Problem details: Retype the entries exactly. Include every line.

Given information:
// SPDX-FileCopyrightText: 2026 ArcheBase
//
// SPDX-License-Identifier: MulanPSL-2.0

//! Unified facade over the registry, codecs and conversion engine.
//!
//! # Example
//!
//! ```rust,no_run
//! use robodata::{DataManager, FileFormat};
//!
//! let manager = DataManager::new();
//! let data = manager.load("episode_0.zarr", FileFormat::Auto)?;
//! manager.save(&data, "episode_0.json", FileFormat::Auto)?;
//! # Ok::<(), robodata::DataError>(())
//! ```

use std::path::Path;

use crate::config::RdmConfig;
use crate::convert::{BatchReport, ConversionEngine, ConversionTask, FileOutcome};
use crate::core::{ConverterFactory, FormatRegistry, Group, LoaderFactory, Result};
use crate::io::metadata::MetadataRecord;
use crate::io::traits::{AccessMode, FormatCodec};
use crate::FileFormat;

/// Loads, saves, validates and converts robot episode data.
#[derive(Debug, Clone)]
pub struct DataManager {
    registry: FormatRegistry,
    config: RdmConfig,
}

impl Default for DataManager {
    fn default() -> Self {
        Self::new()
    }
}

impl DataManager {
    /// Create a manager with the built-in formats and default configuration.
    pub fn new() -> Self {
        Self::with_config(RdmConfig::default())
    }

    /// Create a manager with the built-in formats and `config`.
    pub fn with_config(config: RdmConfig) -> Self {
        Self {
            registry: FormatRegistry::with_builtin_loaders(),
            config,
        }
    }

    /// Detect a format from the path suffix.
    pub fn detect<P: AsRef<Path>>(&self, path: P) -> FileFormat {
        self.registry.detect(path.as_ref())
    }

    /// Load a file or store.
    pub fn load<P: AsRef<Path>>(&self, path: P, format: FileFormat) -> Result<Group> {
        self.registry
            .open(path.as_ref(), format, AccessMode::Read, &self.config)?
            .load()
    }

    /// Save a value, creating intermediate directories.
    pub fn save<P: AsRef<Path>>(&self, data: &Group, path: P, format: FileFormat) -> Result<()> {
        self.registry
            .open(path.as_ref(), format, AccessMode::Write, &self.config)?
            .save(data, None)
    }

    /// Convert one file or store.
    pub fn convert<P: AsRef<Path>, Q: AsRef<Path>>(
        &self,
        source: P,
        target: Q,
        source_format: FileFormat,
        target_format: FileFormat,
    ) -> Result<ConversionTask> {
        self.engine()
            .convert(source.as_ref(), target.as_ref(), source_format, target_format)
    }

    /// Convert every matching entry under a directory.
    pub fn batch_convert<P: AsRef<Path>, Q: AsRef<Path>>(
        &self,
        source_dir: P,
        target_dir: Q,
        source_format: FileFormat,
        target_format: FileFormat,
    ) -> Result<BatchReport> {
        self.engine().batch_convert(
            source_dir.as_ref(),
            target_dir.as_ref(),
            source_format,
            target_format,
        )
    }

    /// Batch conversion with a per-file observer.
    pub fn batch_convert_with<P: AsRef<Path>, Q: AsRef<Path>>(
        &self,
        source_dir: P,
        target_dir: Q,
        source_format: FileFormat,
        target_format: FileFormat,
        observer: &(dyn Fn(&FileOutcome) + Sync),
    ) -> Result<BatchReport> {
        self.engine().batch_convert_with(
            source_dir.as_ref(),
            target_dir.as_ref(),
            source_format,
            target_format,
            observer,
        )
    }

    /// Check whether a file loads cleanly.
    ///
    /// A load that fails validation returns `Ok(false)`. A missing path or
    /// a format with no loader is an error.
    pub fn validate<P: AsRef<Path>>(&self, path: P, format: FileFormat) -> Result<bool> {
        let path = path.as_ref();
        let codec = self.registry.open(path, format, AccessMode::Read, &self.config)?;
        match codec.load() {
            Ok(data) => Ok(codec.validate(&data)),
            Err(e) if e.is_validation() => {
                tracing::warn!(path = %path.display(), error = %e, "File failed validation");
                Ok(false)
            }
            Err(e) => Err(e),
        }
    }

    /// Check whether a value could be saved as `format` at `path`.
    pub fn validate_value<P: AsRef<Path>>(
        &self,
        data: &Group,
        format: FileFormat,
        path: P,
    ) -> Result<bool> {
        let codec = self
            .registry
            .open(path.as_ref(), format, AccessMode::Write, &self.config)?;
        Ok(codec.validate(data))
    }

    /// Describe a file or store.
    pub fn metadata<P: AsRef<Path>>(&self, path: P, format: FileFormat) -> Result<MetadataRecord> {
        let codec = self
            .registry
            .open(path.as_ref(), format, AccessMode::Read, &self.config)?;
        Ok(codec.metadata())
    }

    /// Bind a loader factory to `format`, replacing any existing binding.
    pub fn register_loader(&mut self, format: FileFormat, factory: impl LoaderFactory + 'static) {
        tracing::debug!(format = %format, "Registering loader");
        self.registry.register_loader(format, factory);
    }

    /// Bind a converter factory to a format pair, replacing any existing
    /// binding.
    pub fn register_converter(
        &mut self,
        source: FileFormat,
        target: FileFormat,
        factory: impl ConverterFactory + 'static,
    ) {
        tracing::debug!(source = %source, target = %target, "Registering converter");
        self.registry.register_converter(source, target, factory);
    }

    pub fn registry(&self) -> &FormatRegistry {
        &self.registry
    }

    pub fn config(&self) -> &RdmConfig {
        &self.config
    }

    fn engine(&self) -> ConversionEngine<'_> {
        ConversionEngine::new(&self.registry, &self.config)
    }
}

/// Load a file, detecting its format from the suffix.
pub fn load<P: AsRef<Path>>(path: P) -> Result<Group> {
    DataManager::new().load(path, FileFormat::Auto)
}

/// Save a value, detecting the format from the suffix.
pub fn save<P: AsRef<Path>>(data: &Group, path: P) -> Result<()> {
    DataManager::new().save(data, path, FileFormat::Auto)
}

Finished exercise:
// SPDX-FileCopyrightText: 2026 ArcheBase
//
// SPDX-License-Identifier: MulanPSL-2.0

//! Unified facade over the registry, codecs and conversion engine.
//!
//! # Example
//!
//! ```rust,no_run
//! use robodata::{DataManager, FileFormat};
//!
//! let manager = DataManager::new();
//! let data = manager.load("episode_0.zarr", FileFormat::Auto)?;
//! manager.save(&data, "episode_0.json", FileFormat::Auto)?;
//! # Ok::<(), robodata::DataError>(())
//! ```

use std::path::Path;

use crate::config::RdmConfig;
use crate::convert::{BatchReport, ConversionEngine, ConversionTask, FileOutcome};
use crate::core::{ConverterFactory, FormatRegistry, Group, LoaderFactory, Result};
use crate::io::metadata::MetadataRecord;
use crate::io::traits::{AccessMode, FormatCodec};
use crate::FileFormat;

/// Loads, saves, validates and converts robot episode data.
#[derive(Debug, Clone)]
pub struct DataManager {
    registry: FormatRegistry,
    config: RdmConfig,
}

impl Default for DataManager {
    fn default() -> Self {
        Self::new()
    }
}

impl DataManager {
    /// Create a manager with the built-in formats and default configuration.
    pub fn new() -> Self {
        Self::with_config(RdmConfig::default())
    }

    /// Create a manager with the built-in formats and `config`.
    pub fn with_config(config: RdmConfig) -> Self {
        Self {
            registry: FormatRegistry::with_builtin_loaders(),
            config,
        }
    }

    /// Detect a format from the path suffix.
    pub fn detect<P: AsRef<Path>>(&self, path: P) -> FileFormat {
        self.registry.detect(path.as_ref())
    }

    /// Load a file or store.
    pub fn load<P: AsRef<Path>>(&self, path: P, format: FileFormat) -> Result<Group> {
        self.registry
            .open(path.as_ref(), format, AccessMode::Read, &self.config)?
            .load()
    }

    /// Save a value, creating intermediate directories.
    pub fn save<P: AsRef<Path>>(&self, data: &Group, path: P, format: FileFormat) -> Result<()> {
        self.registry
            .open(path.as_ref(), format, AccessMode::Write, &self.config)?
            .save(data, None)
    }

    /// Convert one file or store.
    pub fn convert<P: AsRef<Path>, Q: AsRef<Path>>(
        &self,
        source: P,
        target: Q,
        source_format: FileFormat,
        target_format: FileFormat,
    ) -> Result<ConversionTask> {
        self.engine()
            .convert(source.as_ref(), target.as_ref(), source_format, target_format)
    }

    /// Convert every matching entry under a directory.
    pub fn batch_convert<P: AsRef<Path>, Q: AsRef<Path>>(
        &self,
        source_dir: P,
        target_dir: Q,
        source_format: FileFormat,
        target_format: FileFormat,
    ) -> Result<BatchReport> {
        self.engine().batch_convert(
            source_dir.as_ref(),
            target_dir.as_ref(),
            source_format,
            target_format,
        )
    }

    /// Batch conversion with a per-file observer.
    pub fn batch_convert_with<P: AsRef<Path>, Q: AsRef<Path>>(
        &self,
        source_dir: P,
        target_dir: Q,
        source_format: FileFormat,
        target_format: FileFormat,
        observer: &(dyn Fn(&FileOutcome) + Sync),
    ) -> Result<BatchReport> {
        self.engine().batch_convert_with(
            source_dir.as_ref(),
            target_dir.as_ref(),
            source_format,
            target_format,
            observer,
        )
    }

    /// Check whether a file loads cleanly.
    ///
    /// A load that fails validation returns `Ok(false)`. A missing path or
    /// a format with no loader is an error.
    pub fn validate<P: AsRef<Path>>(&self, path: P, format: FileFormat) -> Result<bool> {
        let path = path.as_ref();
        let codec = self.registry.open(path, format, AccessMode::Read, &self.config)?;
        match codec.load() {
            Ok(data) => Ok(codec.validate(&data)),
            Err(e) if e.is_validation() => {
                tracing::warn!(path = %path.display(), error = %e, "File failed validation");
                Ok(false)
            }
            Err(e) => Err(e),
        }
    }

    /// Check whether a value could be saved as `format` at `path`.
    pub fn validate_value<P: AsRef<Path>>(
        &self,
        data: &Group,
        format: FileFormat,
        path: P,
    ) -> Result<bool> {
        let codec = self
            .registry
            .open(path.as_ref(), format, AccessMode::Write, &self.config)?;
        Ok(codec.validate(data))
    }

    /// Describe a file or store.
    pub fn metadata<P: AsRef<Path>>(&self, path: P, format: FileFormat) -> Result<MetadataRecord> {
        let codec = self
            .registry
            .open(path.as_ref(), format, AccessMode::Read, &self.config)?;
        Ok(codec.metadata())
    }

    /// Bind a loader factory to `format`, replacing any existing binding.
    pub fn register_loader(&mut self, format: FileFormat, factory: impl LoaderFactory + 'static) {
        tracing::debug!(format = %format, "Registering loader");
        self.registry.register_loader(format, factory);
    }

    /// Bind a converter factory to a format pair, replacing any existing
    /// binding.
    pub fn register_converter(
        &mut self,
        source: FileFormat,
        target: FileFormat,
        factory: impl ConverterFactory + 'static,
    ) {
        tracing::debug!(source = %source, target = %target, "Registering converter");
        self.registry.register_converter(source, target, factory);
    }

    pub fn registry(&self) -> &FormatRegistry {
        &self.registry
    }

    pub fn config(&self) -> &RdmConfig {
        &self.config
    }

    fn engine(&self) -> ConversionEngine<'_> {
        ConversionEngine::new(&self.registry, &self.config)
    }
}

/// Load a file, detecting its format from the suffix.
pub fn load<P: AsRef<Path>>(path: P) -> Result<Group> {
    DataManager::new().load(path, FileFormat::Auto)
}

/// Save a value, detecting the format from the suffix.
pub fn save<P: AsRef<Path>>(data: &Group, path: P) -> Result<()> {
    DataManager::new().save(data, path, FileFormat::Auto)
}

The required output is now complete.